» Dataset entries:
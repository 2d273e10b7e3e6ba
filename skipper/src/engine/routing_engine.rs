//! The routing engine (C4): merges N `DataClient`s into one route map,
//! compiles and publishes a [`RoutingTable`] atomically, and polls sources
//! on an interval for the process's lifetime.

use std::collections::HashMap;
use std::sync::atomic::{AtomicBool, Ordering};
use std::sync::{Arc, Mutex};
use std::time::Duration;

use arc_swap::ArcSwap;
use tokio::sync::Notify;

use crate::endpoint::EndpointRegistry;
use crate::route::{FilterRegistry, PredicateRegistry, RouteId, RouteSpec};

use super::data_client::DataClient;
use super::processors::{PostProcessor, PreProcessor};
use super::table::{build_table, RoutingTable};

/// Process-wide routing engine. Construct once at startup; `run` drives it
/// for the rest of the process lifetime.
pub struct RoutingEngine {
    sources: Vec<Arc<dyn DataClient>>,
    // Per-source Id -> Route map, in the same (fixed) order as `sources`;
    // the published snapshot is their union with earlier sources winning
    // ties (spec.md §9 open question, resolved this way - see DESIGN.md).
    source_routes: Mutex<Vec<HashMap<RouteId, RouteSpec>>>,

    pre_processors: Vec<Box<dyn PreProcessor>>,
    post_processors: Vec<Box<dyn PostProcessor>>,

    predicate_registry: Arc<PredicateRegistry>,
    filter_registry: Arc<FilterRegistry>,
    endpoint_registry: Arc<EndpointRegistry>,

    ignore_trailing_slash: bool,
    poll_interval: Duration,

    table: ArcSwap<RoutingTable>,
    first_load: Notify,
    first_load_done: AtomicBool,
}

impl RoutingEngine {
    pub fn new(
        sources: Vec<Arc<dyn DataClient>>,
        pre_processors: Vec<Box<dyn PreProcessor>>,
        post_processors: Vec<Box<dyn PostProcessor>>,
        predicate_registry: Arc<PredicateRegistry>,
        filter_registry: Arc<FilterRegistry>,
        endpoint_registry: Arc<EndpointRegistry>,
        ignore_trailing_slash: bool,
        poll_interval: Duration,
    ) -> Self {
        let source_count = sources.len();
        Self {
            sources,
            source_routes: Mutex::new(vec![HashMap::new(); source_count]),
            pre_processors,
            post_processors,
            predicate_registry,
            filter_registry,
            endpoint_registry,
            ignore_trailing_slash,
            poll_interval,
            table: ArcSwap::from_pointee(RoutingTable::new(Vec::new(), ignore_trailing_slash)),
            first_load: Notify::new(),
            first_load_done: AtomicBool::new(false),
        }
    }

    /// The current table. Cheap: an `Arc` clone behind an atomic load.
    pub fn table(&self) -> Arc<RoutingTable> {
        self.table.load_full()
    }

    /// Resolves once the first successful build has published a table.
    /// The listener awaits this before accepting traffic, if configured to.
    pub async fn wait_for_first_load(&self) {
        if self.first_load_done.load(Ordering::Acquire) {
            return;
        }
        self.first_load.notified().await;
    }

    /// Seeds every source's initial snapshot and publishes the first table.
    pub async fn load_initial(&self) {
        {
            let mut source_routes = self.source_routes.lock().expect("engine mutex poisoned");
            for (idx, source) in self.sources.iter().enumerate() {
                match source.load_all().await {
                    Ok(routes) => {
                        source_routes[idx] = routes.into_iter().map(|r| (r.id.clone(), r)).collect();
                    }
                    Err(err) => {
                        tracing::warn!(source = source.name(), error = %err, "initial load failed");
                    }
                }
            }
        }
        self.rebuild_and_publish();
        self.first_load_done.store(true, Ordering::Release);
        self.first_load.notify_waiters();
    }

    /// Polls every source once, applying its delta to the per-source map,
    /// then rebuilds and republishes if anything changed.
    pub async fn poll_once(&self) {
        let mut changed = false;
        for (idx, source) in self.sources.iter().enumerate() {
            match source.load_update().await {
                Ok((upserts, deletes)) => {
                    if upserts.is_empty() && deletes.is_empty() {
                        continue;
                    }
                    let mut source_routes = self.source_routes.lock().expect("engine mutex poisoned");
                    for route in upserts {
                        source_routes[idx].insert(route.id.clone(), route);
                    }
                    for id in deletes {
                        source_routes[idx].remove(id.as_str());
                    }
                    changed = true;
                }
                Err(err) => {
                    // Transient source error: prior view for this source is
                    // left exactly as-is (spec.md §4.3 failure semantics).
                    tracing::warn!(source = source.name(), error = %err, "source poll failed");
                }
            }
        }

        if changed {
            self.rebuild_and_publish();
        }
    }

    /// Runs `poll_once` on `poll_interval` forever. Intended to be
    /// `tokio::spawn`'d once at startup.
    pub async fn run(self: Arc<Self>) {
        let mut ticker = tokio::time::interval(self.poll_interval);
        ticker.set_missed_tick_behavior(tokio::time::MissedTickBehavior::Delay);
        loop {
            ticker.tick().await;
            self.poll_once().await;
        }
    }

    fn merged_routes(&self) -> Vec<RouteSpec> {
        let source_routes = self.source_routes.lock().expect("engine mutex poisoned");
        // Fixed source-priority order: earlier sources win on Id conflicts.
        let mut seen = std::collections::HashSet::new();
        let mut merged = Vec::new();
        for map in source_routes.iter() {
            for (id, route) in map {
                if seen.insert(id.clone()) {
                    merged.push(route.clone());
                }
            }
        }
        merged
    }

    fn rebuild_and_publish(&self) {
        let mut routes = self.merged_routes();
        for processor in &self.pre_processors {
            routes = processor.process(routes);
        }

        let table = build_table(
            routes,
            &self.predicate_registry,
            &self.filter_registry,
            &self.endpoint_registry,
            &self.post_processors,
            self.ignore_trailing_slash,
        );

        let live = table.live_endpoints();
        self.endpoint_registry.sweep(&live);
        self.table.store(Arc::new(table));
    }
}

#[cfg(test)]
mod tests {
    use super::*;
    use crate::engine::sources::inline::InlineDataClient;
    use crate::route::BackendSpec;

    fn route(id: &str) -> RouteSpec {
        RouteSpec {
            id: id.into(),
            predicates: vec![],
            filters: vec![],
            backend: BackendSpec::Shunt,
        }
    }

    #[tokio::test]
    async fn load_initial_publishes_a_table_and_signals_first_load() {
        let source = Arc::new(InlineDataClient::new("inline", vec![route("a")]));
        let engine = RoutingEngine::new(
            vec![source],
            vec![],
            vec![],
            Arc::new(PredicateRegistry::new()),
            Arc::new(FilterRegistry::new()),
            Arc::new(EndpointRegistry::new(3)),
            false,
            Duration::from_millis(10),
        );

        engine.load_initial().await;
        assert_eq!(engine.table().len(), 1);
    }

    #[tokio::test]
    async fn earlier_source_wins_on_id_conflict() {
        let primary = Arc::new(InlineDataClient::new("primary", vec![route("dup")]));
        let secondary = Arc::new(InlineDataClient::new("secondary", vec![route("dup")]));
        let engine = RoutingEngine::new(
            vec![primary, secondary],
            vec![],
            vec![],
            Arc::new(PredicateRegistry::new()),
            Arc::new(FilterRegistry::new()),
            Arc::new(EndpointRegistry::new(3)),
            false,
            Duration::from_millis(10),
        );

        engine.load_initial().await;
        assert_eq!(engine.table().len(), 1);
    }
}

» Problem statement: The lines of the records that contain the string "RoutingTable" should be located and copied.

» Result of the task:
//! compiles and publishes a [`RoutingTable`] atomically, and polls sources
use super::table::{build_table, RoutingTable};
    table: ArcSwap<RoutingTable>,
            table: ArcSwap::from_pointee(RoutingTable::new(Vec::new(), ignore_trailing_slash)),
    pub fn table(&self) -> Arc<RoutingTable> {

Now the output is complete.